- **What the exercise asks**
Reply with one number: the count of lines in the records below that hold "String".

- **Records**

Segment Open

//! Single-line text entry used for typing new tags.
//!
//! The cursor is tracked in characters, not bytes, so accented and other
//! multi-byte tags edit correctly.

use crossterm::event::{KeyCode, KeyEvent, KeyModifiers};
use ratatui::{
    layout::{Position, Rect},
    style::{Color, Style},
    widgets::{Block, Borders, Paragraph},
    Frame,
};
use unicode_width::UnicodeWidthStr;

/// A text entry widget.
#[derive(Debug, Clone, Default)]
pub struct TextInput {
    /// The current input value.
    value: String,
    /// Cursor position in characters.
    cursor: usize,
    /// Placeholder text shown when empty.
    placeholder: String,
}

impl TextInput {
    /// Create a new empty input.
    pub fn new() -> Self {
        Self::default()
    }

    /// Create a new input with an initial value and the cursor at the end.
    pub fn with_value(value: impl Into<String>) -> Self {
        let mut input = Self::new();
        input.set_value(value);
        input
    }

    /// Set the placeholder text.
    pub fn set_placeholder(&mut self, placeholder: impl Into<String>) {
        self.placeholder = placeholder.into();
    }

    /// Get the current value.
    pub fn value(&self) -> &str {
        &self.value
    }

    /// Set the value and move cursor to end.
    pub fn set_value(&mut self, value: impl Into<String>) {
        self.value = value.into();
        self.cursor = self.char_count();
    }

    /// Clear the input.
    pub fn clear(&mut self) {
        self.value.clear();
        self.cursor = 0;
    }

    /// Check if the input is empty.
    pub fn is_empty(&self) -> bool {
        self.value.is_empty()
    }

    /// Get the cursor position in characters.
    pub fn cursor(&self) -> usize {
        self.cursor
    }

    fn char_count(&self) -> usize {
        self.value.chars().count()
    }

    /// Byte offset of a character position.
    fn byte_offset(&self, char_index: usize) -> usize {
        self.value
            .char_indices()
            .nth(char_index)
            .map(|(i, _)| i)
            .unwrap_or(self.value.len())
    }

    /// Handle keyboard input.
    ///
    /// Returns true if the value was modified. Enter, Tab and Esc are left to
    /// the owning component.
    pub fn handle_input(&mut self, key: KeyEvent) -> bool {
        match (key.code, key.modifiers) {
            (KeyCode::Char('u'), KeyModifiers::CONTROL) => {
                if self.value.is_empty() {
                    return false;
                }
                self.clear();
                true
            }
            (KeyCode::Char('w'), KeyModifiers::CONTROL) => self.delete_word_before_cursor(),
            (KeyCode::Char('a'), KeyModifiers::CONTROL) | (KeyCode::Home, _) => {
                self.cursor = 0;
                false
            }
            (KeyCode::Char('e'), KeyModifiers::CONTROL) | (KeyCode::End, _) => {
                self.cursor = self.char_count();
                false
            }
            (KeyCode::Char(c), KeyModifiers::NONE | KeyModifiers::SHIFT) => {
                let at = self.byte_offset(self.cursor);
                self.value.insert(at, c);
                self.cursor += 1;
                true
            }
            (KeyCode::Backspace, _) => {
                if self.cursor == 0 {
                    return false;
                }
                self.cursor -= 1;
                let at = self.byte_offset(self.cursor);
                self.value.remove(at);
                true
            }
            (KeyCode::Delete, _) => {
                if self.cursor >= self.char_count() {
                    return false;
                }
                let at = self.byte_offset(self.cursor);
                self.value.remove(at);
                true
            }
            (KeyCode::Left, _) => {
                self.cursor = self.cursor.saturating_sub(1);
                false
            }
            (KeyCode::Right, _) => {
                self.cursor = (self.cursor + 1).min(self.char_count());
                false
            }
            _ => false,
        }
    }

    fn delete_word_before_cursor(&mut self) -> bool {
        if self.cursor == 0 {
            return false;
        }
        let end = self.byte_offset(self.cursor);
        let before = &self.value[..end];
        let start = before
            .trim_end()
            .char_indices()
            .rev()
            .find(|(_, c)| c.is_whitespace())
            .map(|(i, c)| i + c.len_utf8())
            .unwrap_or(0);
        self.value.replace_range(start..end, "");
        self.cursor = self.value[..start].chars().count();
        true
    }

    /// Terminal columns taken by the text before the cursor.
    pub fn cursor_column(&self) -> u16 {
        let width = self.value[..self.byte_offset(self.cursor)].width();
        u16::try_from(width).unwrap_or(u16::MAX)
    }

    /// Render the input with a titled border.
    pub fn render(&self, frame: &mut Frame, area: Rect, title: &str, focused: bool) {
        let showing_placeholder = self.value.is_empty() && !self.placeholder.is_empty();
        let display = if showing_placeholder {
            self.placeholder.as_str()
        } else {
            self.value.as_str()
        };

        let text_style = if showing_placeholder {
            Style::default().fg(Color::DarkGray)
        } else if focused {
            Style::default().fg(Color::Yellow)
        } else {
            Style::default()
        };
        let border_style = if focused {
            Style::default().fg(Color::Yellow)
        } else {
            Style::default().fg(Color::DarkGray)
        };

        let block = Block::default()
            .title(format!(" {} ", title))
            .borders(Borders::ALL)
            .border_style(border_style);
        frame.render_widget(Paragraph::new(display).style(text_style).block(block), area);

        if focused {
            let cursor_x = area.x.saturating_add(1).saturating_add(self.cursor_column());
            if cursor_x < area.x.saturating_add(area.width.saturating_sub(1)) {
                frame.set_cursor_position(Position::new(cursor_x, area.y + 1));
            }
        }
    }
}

Segment Closed

- **Response to this exercise**
5